The Joe W. and Dorothy D. Brown Foundation Special Exhibit Gallery features rotating exhibits that draw on the Museum’s own collections, as well as relevant traveling exhibits from leading institutions around the world.
Louisiana in World War II
On December 8, 1941, just one day after the Pearl Harbor attacks, the United States officially entered World War II—Louisiana, however, was already front and center in the country’s defense preparations. From 1940 to 1945, Louisiana’s war efforts triggered massive changes throughout the state and the country, and these wartime experiences laid the groundwork for the new, postwar world that emerged from the 20th century’s greatest struggle.

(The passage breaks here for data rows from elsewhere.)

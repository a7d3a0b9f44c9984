use std::sync::Arc;
use std::time::Instant;

use axum::body::Bytes;
use axum::extract::State;
use axum::http::StatusCode;
use axum::routing::{get, post};
use axum::{Json, Router};

use turbo_core::config::{expand_path, ShardSettings};
use turbo_core::error::Result;
use turbo_core::layout::ShardLayout;
use turbo_core::traits::Embedder;
use turbo_core::types::{SearchRequest, SearchResponse};
use turbo_hybrid::ShardQueryExecutor;
use turbo_text::ShardTextIndex;
use turbo_vector::{DocMap, VectorStore};

use crate::errors::ApiError;
use crate::with_layers;

/// Open the shard directory at `settings.data_dir` read-only for serving.
pub fn open_shard(settings: &ShardSettings, embedder: Arc<dyn Embedder>) -> Result<ShardQueryExecutor> {
    let layout = ShardLayout::at(expand_path(&settings.data_dir));
    let text = ShardTextIndex::open(&layout.index_dir())?;
    let doc_map = DocMap::load(&layout.docmap_path())?;
    let vectors = VectorStore::open_read_only(&layout.vectors_path(), embedder.dim())?;
    tracing::info!(
        shard_id = settings.id,
        dir = %layout.dir.display(),
        docs = doc_map.len(),
        indexed = text.num_docs(),
        capacity = vectors.capacity(),
        "shard opened"
    );
    Ok(ShardQueryExecutor::new(Box::new(text), vectors, doc_map, embedder, settings))
}

pub fn shard_router(executor: Arc<ShardQueryExecutor>) -> Router {
    let router = Router::new()
        .route("/health", get(health))
        .route("/search", post(search))
        .with_state(executor);
    with_layers(router)
}

async fn health() -> StatusCode {
    StatusCode::OK
}

async fn search(State(executor): State<Arc<ShardQueryExecutor>>, body: Bytes) -> std::result::Result<Json<SearchResponse>, ApiError> {
    let request: SearchRequest = serde_json::from_slice(&body)?;
    let start = Instant::now();
    let exec = Arc::clone(&executor);
    let response = tokio::task::spawn_blocking(move || exec.search(&request))
        .await
        .map_err(|e| ApiError::Internal(format!("search task failed: {e}")))?
        .map_err(|e| {
            tracing::error!(shard_id = %executor.shard_id(), error = %e, "search failed");
            ApiError::from(e)
        })?;
    tracing::info!(
        shard_id = %executor.shard_id(),
        hits = response.hits.len(),
        latency_ms = start.elapsed().as_millis() as u64,
        "search served"
    );
    Ok(Json(response))
}
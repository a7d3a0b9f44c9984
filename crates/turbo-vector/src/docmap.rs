//! Local ↔ global document id mapping for one shard.
//!
//! Built incrementally by the shard writer (global → local), persisted once
//! at shutdown as a JSON object keyed by local id, and loaded read-only by
//! the shard node, which resolves lexical hits (global ids) to vector slots.

use std::collections::{BTreeMap, HashMap};
use std::path::Path;

use turbo_core::error::{Error, Result};
use turbo_core::types::{GlobalDocId, LocalDocId};

#[derive(Debug, Default, Clone)]
pub struct DocMap {
    by_global: HashMap<GlobalDocId, LocalDocId>,
}

impl DocMap {
    pub fn new() -> Self { Self::default() }

    /// Record `global → local`. Returns `false` and leaves the map untouched
    /// when the global id is already present.
    pub fn insert(&mut self, global: GlobalDocId, local: LocalDocId) -> bool {
        match self.by_global.entry(global) {
            std::collections::hash_map::Entry::Occupied(_) => false,
            std::collections::hash_map::Entry::Vacant(slot) => {
                slot.insert(local);
                true
            }
        }
    }

    pub fn contains(&self, global: &str) -> bool { self.by_global.contains_key(global) }

    pub fn local_id(&self, global: &str) -> Option<LocalDocId> { self.by_global.get(global).copied() }

    pub fn len(&self) -> usize { self.by_global.len() }

    pub fn is_empty(&self) -> bool { self.by_global.is_empty() }

    /// Local id → global id, ordered by local id.
    pub fn inverted(&self) -> BTreeMap<LocalDocId, GlobalDocId> {
        self.by_global.iter().map(|(g, l)| (*l, g.clone())).collect()
    }

    pub fn save(&self, path: &Path) -> Result<()> {
        let data = serde_json::to_vec_pretty(&self.inverted())
            .map_err(|e| Error::DocMap(format!("encode {}: {e}", path.display())))?;
        std::fs::write(path, data)?;
        tracing::debug!(path = %path.display(), entries = self.len(), "docmap saved");
        Ok(())
    }

    pub fn load(path: &Path) -> Result<Self> {
        let data = std::fs::read(path)?;
        let by_local: BTreeMap<LocalDocId, GlobalDocId> = serde_json::from_slice(&data)
            .map_err(|e| Error::DocMap(format!("decode {}: {e}", path.display())))?;
        let mut map = Self::new();
        for (local, global) in by_local {
            if !map.insert(global.clone(), local) {
                return Err(Error::DocMap(format!("global id {global:?} mapped to more than one local id")));
            }
        }
        Ok(map)
    }
}
use std::sync::Arc;
use std::time::{Duration, Instant};

use axum::body::Bytes;
use axum::extract::State;
use axum::http::StatusCode;
use axum::routing::{get, post};
use axum::{Json, Router};
use futures::future::join_all;

use turbo_core::config::GatewaySettings;
use turbo_core::types::{SearchHit, SearchRequest, SearchResponse};
use turbo_hybrid::merge_hits;

use crate::errors::ApiError;
use crate::with_layers;

#[derive(Clone)]
pub struct GatewayState {
    client: reqwest::Client,
    shards: Arc<Vec<String>>,
    default_top_k: usize,
    max_top_k: usize,
}

impl GatewayState {
    pub fn new(settings: &GatewaySettings) -> anyhow::Result<Self> {
        let client = reqwest::Client::builder()
            .timeout(Duration::from_millis(settings.timeout_ms))
            .build()?;
        let shards = settings.shards.iter().map(|s| s.trim_end_matches('/').to_string()).collect();
        Ok(Self { client, shards: Arc::new(shards), default_top_k: settings.default_top_k, max_top_k: settings.max_top_k })
    }

    pub fn shards(&self) -> &[String] { &self.shards }
}

pub fn gateway_router(state: GatewayState) -> Router {
    let router = Router::new()
        .route("/health", get(health))
        .route("/search", post(search))
        .with_state(state);
    with_layers(router)
}

async fn health() -> StatusCode {
    StatusCode::OK
}

async fn query_shard(client: &reqwest::Client, base: &str, request: &SearchRequest) -> Result<Vec<SearchHit>, String> {
    let resp = client
        .post(format!("{base}/search"))
        .json(request)
        .send()
        .await
        .map_err(|e| e.to_string())?;
    let status = resp.status();
    if !status.is_success() {
        return Err(format!("status {status}"));
    }
    let body: SearchResponse = resp.json().await.map_err(|e| e.to_string())?;
    Ok(body.hits)
}

async fn search(State(state): State<GatewayState>, body: Bytes) -> Result<Json<SearchResponse>, ApiError> {
    let request: SearchRequest = serde_json::from_slice(&body)?;
    let top_k = request.effective_top_k(state.default_top_k, state.max_top_k);
    let forwarded = SearchRequest { query: request.query, top_k: i64::try_from(top_k).unwrap_or(i64::MAX) };
    let start = Instant::now();

    let calls = state.shards.iter().map(|base| query_shard(&state.client, base, &forwarded));
    let results = join_all(calls).await;

    let mut per_shard = Vec::with_capacity(results.len());
    for (base, result) in state.shards.iter().zip(results) {
        match result {
            Ok(hits) => per_shard.push(hits),
            Err(e) => tracing::warn!(shard = %base, error = %e, "shard omitted from results"),
        }
    }
    if per_shard.is_empty() && !state.shards.is_empty() {
        return Err(ApiError::Upstream("no shard node answered".to_string()));
    }

    let answered = per_shard.len();
    let hits = merge_hits(per_shard, top_k);
    tracing::info!(
        answered,
        shards = state.shards.len(),
        hits = hits.len(),
        latency_ms = start.elapsed().as_millis() as u64,
        "gateway search served"
    );
    Ok(Json(SearchResponse { hits }))
}
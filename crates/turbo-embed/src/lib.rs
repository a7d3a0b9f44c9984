//! turbo-embed
//!
//! Embedding collaborators. `HttpEmbedder` talks to an Ollama-style
//! `/api/embeddings` endpoint; `FakeEmbedder` hashes tokens into buckets and
//! is used for tests and offline development. Both return unit-length vectors
//! so that a dot product equals cosine similarity.

use std::sync::Arc;
use std::time::{Duration, Instant};

use serde::{Deserialize, Serialize};

use turbo_core::config::EmbeddingSettings;
use turbo_core::error::{Error, Result};
pub use turbo_core::traits::Embedder;

#[derive(Serialize)]
struct EmbeddingRequest<'a> { model: &'a str, prompt: &'a str }

#[derive(Deserialize)]
struct EmbeddingResponse { #[serde(default)] embedding: Vec<f64> }

/// Scale `vec` to unit L2 norm in place. A zero vector is left untouched.
pub fn normalize(vec: &mut [f32]) {
    let norm = vec.iter().map(|x| f64::from(*x) * f64::from(*x)).sum::<f64>().sqrt();
    if norm == 0.0 { return; }
    let inv = (1.0 / norm) as f32;
    for x in vec.iter_mut() { *x *= inv; }
}

pub struct HttpEmbedder { client: reqwest::blocking::Client, url: String, model: String, dim: usize }

impl HttpEmbedder {
    pub fn new(settings: &EmbeddingSettings) -> Result<Self> {
        let client = reqwest::blocking::Client::builder()
            .timeout(Duration::from_secs(settings.timeout_secs))
            .build()
            .map_err(|e| Error::InvalidConfig(format!("embedding client: {e}")))?;
        Ok(Self { client, url: settings.url.clone(), model: settings.model.clone(), dim: settings.dimension })
    }
}

impl Embedder for HttpEmbedder {
    fn dim(&self) -> usize { self.dim }

    fn embed_text(&self, text: &str) -> Result<Vec<f32>> {
        let start = Instant::now();
        let resp = self.client
            .post(&self.url)
            .json(&EmbeddingRequest { model: &self.model, prompt: text })
            .send()
            .map_err(|e| Error::Embedding(format!("request to {} failed: {e}", self.url)))?;
        let status = resp.status();
        if !status.is_success() {
            let body = resp.text().unwrap_or_default();
            return Err(Error::Embedding(format!("embedding service returned {status}: {body}")));
        }
        let parsed: EmbeddingResponse = resp.json().map_err(|e| Error::Embedding(format!("invalid embedding payload: {e}")))?;
        if parsed.embedding.is_empty() { return Err(Error::Embedding("empty embedding returned".to_string())); }
        if parsed.embedding.len() != self.dim {
            return Err(Error::DimensionMismatch { expected: self.dim, got: parsed.embedding.len() });
        }
        #[allow(clippy::cast_possible_truncation)]
        let mut vec: Vec<f32> = parsed.embedding.iter().map(|v| *v as f32).collect();
        normalize(&mut vec);
        tracing::trace!(elapsed_ms = start.elapsed().as_millis() as u64, "embedded text");
        Ok(vec)
    }
}

/// Deterministic bag-of-tokens embedder. Texts sharing tokens get similar vectors.
pub struct FakeEmbedder { dim: usize }

impl FakeEmbedder { pub fn new(dim: usize) -> Self { Self { dim } } }

impl Embedder for FakeEmbedder {
    fn dim(&self) -> usize { self.dim }

    fn embed_text(&self, text: &str) -> Result<Vec<f32>> {
        use std::hash::{Hash, Hasher}; use twox_hash::XxHash64;
        let mut v = vec![0f32; self.dim];
        let mut tokens = 0usize;
        for (i, token) in text.split_whitespace().enumerate() {
            let token = token.to_lowercase();
            let mut hasher = XxHash64::with_seed(0); token.hash(&mut hasher); let h = hasher.finish();
            let idx = (h % self.dim as u64) as usize;
            let val = ((h >> 32) as u32) as f32 / u32::MAX as f32;
            v[idx] += 0.5 + val + (i as f32 % 3.0) * 0.01;
            tokens += 1;
        }
        if tokens == 0 { return Err(Error::Embedding("no tokens to embed".to_string())); }
        normalize(&mut v);
        Ok(v)
    }
}

pub fn get_default_embedder(settings: &EmbeddingSettings) -> Result<Arc<dyn Embedder>> {
    if settings.fake {
        tracing::info!(dim = settings.dimension, "using FakeEmbedder");
        return Ok(Arc::new(FakeEmbedder::new(settings.dimension)));
    }
    tracing::info!(url = %settings.url, model = %settings.model, dim = settings.dimension, "using HTTP embedder");
    Ok(Arc::new(HttpEmbedder::new(settings)?))
}
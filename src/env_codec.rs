//! Environment blob decoding
//!
//! Callers pack the worker's extra environment as `key\0value\0key\0value\0...`
//! and wrap the result in base64 for transport. This module reverses that
//! framing. Decoding happens in the parent before any process is created, so
//! a malformed blob aborts the spawn without side effects.

use base64::engine::general_purpose::STANDARD;
use base64::Engine;

use crate::error::{Result, SpawnError};

/// Decode a transport-encoded environment blob into an ordered sequence of
/// key/value pairs.
///
/// Keys may repeat; the order of the returned pairs is the caller's packing
/// order, and the last occurrence of a key wins once applied to the process
/// environment.
pub fn decode(blob: &str) -> Result<Vec<(String, String)>> {
    // MIME-style encoders break the output into lines; strip whitespace
    // before handing the blob to the engine.
    let compact: Vec<u8> = blob
        .bytes()
        .filter(|b| !b.is_ascii_whitespace())
        .collect();
    let raw = STANDARD
        .decode(&compact)
        .map_err(|e| SpawnError::Codec(format!("invalid transport encoding: {}", e)))?;
    parse_pairs(&raw)
}

/// Pack key/value pairs into the transport encoding `decode` expects.
/// Convenience for the caller side of the wire format.
pub fn encode(pairs: &[(String, String)]) -> String {
    let mut raw = Vec::new();
    for (key, value) in pairs {
        raw.extend_from_slice(key.as_bytes());
        raw.push(0);
        raw.extend_from_slice(value.as_bytes());
        raw.push(0);
    }
    STANDARD.encode(&raw)
}

/// Apply decoded pairs to the current process environment, in order. Later
/// occurrences of a key overwrite earlier ones.
pub fn apply(pairs: &[(String, String)]) {
    for (key, value) in pairs {
        std::env::set_var(key, value);
    }
}

fn parse_pairs(raw: &[u8]) -> Result<Vec<(String, String)>> {
    if raw.is_empty() {
        return Ok(Vec::new());
    }

    let mut tokens: Vec<&[u8]> = raw.split(|b| *b == 0).collect();
    // A well-formed blob terminates every pair with NUL, which leaves one
    // empty token after the final separator.
    if raw.ends_with(&[0]) {
        tokens.pop();
    }
    if tokens.len() % 2 != 0 {
        return Err(SpawnError::Codec(format!(
            "odd token count ({} tokens): blob is not a sequence of key/value pairs",
            tokens.len()
        )));
    }

    let mut pairs = Vec::with_capacity(tokens.len() / 2);
    for chunk in tokens.chunks_exact(2) {
        let key = token_to_string(chunk[0])?;
        let value = token_to_string(chunk[1])?;
        pairs.push((key, value));
    }
    Ok(pairs)
}

fn token_to_string(token: &[u8]) -> Result<String> {
    std::str::from_utf8(token)
        .map(|s| s.to_string())
        .map_err(|e| SpawnError::Codec(format!("token is not valid UTF-8: {}", e)))
}

#[cfg(test)]
mod tests {
    use super::*;

    fn encode_raw(raw: &[u8]) -> String {
        STANDARD.encode(raw)
    }

    #[test]
    fn decodes_packed_pairs() {
        let blob = encode_raw(b"PATH\0/usr/bin:/opt/sw/bin\0FOO\0foo bar!\0");
        let pairs = decode(&blob).unwrap();
        assert_eq!(
            pairs,
            vec![
                ("PATH".to_string(), "/usr/bin:/opt/sw/bin".to_string()),
                ("FOO".to_string(), "foo bar!".to_string()),
            ]
        );
    }

    #[test]
    fn tolerates_line_breaks_in_transport_encoding() {
        let mut blob = encode_raw(b"KEY\0value\0");
        blob.insert(4, '\n');
        blob.push('\n');
        let pairs = decode(&blob).unwrap();
        assert_eq!(pairs, vec![("KEY".to_string(), "value".to_string())]);
    }

    #[test]
    fn empty_blob_decodes_to_nothing() {
        assert!(decode("").unwrap().is_empty());
    }

    #[test]
    fn missing_trailing_separator_is_accepted() {
        let blob = encode_raw(b"KEY\0value");
        let pairs = decode(&blob).unwrap();
        assert_eq!(pairs, vec![("KEY".to_string(), "value".to_string())]);
    }

    #[test]
    fn odd_token_count_is_rejected() {
        let blob = encode_raw(b"KEY\0value\0dangling\0");
        let err = decode(&blob).unwrap_err();
        assert!(matches!(err, SpawnError::Codec(_)));
        assert!(err.to_string().contains("odd token count"));
    }

    #[test]
    fn invalid_transport_encoding_is_rejected() {
        let err = decode("!!! not base64 !!!").unwrap_err();
        assert!(matches!(err, SpawnError::Codec(_)));
    }

    #[test]
    fn non_utf8_token_is_rejected() {
        let blob = encode_raw(b"KEY\0\xff\xfe\0");
        let err = decode(&blob).unwrap_err();
        assert!(matches!(err, SpawnError::Codec(_)));
    }

    #[test]
    fn repeated_keys_preserve_packing_order() {
        let blob = encode_raw(b"K\0first\0K\0second\0");
        let pairs = decode(&blob).unwrap();
        assert_eq!(
            pairs,
            vec![
                ("K".to_string(), "first".to_string()),
                ("K".to_string(), "second".to_string()),
            ]
        );
    }

    #[test]
    fn apply_lets_last_occurrence_win() {
        let pairs = vec![
            ("APPSPAWN_CODEC_TEST".to_string(), "first".to_string()),
            ("APPSPAWN_CODEC_TEST".to_string(), "second".to_string()),
        ];
        apply(&pairs);
        assert_eq!(std::env::var("APPSPAWN_CODEC_TEST").unwrap(), "second");
        std::env::remove_var("APPSPAWN_CODEC_TEST");
    }

    #[test]
    fn encode_round_trips_through_decode() {
        let pairs = vec![
            ("RAILS_ENV".to_string(), "production".to_string()),
            ("EMPTY".to_string(), String::new()),
        ];
        assert_eq!(decode(&encode(&pairs)).unwrap(), pairs);
    }
}
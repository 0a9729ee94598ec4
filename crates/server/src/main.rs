use std::{net::SocketAddr, sync::Arc};

use alerts::AlertsView;
use anyhow::Context;
use axum::{
    extract::State,
    http::{header, StatusCode},
    response::IntoResponse,
    routing::get,
    Json, Router,
};
use events_client::{ApiConfig, EventsClient};
use shared::error::{ApiError, ErrorCode};
use tracing::info;

mod app_state;
mod cache;
mod config;

use app_state::AppState;
use cache::AlertsCache;
use config::load_settings;

#[tokio::main]
async fn main() -> anyhow::Result<()> {
    tracing_subscriber::fmt().with_env_filter("info").init();

    let settings = load_settings();
    let client = EventsClient::new(ApiConfig::new(settings.api_url.as_str()));
    info!(api_url = client.config().base_url(), "using events api");

    let alerts = AlertsCache::new(
        Arc::new(client),
        settings.cache_ttl(),
        settings.upstream_timeout(),
    );
    let app = build_router(AppState {
        alerts: Arc::new(alerts),
    });

    let addr: SocketAddr = settings
        .server_bind
        .parse()
        .with_context(|| format!("invalid bind address '{}'", settings.server_bind))?;
    info!(%addr, "site listening");
    let listener = tokio::net::TcpListener::bind(addr).await?;
    axum::serve(listener, app).await?;
    Ok(())
}

fn build_router(state: AppState) -> Router {
    Router::new()
        .route("/healthz", get(healthz))
        .route("/api/alerts", get(http_alerts))
        .fallback(not_found)
        .with_state(state)
}

async fn healthz() -> &'static str {
    "ok"
}

async fn http_alerts(State(state): State<AppState>) -> impl IntoResponse {
    let view = state.alerts.current().await;
    let cache_control = format!("public, max-age={}", state.alerts.ttl().as_secs());
    (
        [(header::CACHE_CONTROL, cache_control)],
        Json(AlertsView::clone(&view)),
    )
}

async fn not_found() -> (StatusCode, Json<ApiError>) {
    (
        StatusCode::NOT_FOUND,
        Json(ApiError::new(ErrorCode::NotFound, "no such route")),
    )
}

#[cfg(test)]
#[path = "tests/main_tests.rs"]
mod tests;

The Greatest Legislation: An American Legion Salute to the GI Bill
Opened June 20
Outside the Malcolm S. Forbes Theater
In late 1943, as World War II raged across the globe, thousands of injured, medically discharged veterans streamed back into the United States, forced to return to stateside society after serving in the war. They found little aid from the government for which they risked their lives. As grievances piled up, and as public outcry became deafening, Congress took action, implementing the Servicemen’s Readjustment Act of 1944, or the GI Bill. This special exhibition examines the circumstances leading up to the bill’s drafting and the challenges in passing it, as well as its long-ranging effects on American society. The GI Bill provided veterans with assistance for education (ultimately sending some eight million WWII veterans to college and vocational training programs), housing, and medical care, among other benefits, and is credited with fueling America’s postwar economy for decades. Adjustments made to the bill—most recently in 2009, with the Post-9/11 Veterans Educational Assistance Act—are also addressed in the exhibition. Featured in its displays are the original cover and signature page of the Servicemen’s Readjustment Act of 1944, the typed and hand-edited speech delivered by President Franklin Delano Roosevelt after signing it, and the pen Roosevelt used to make the bill law.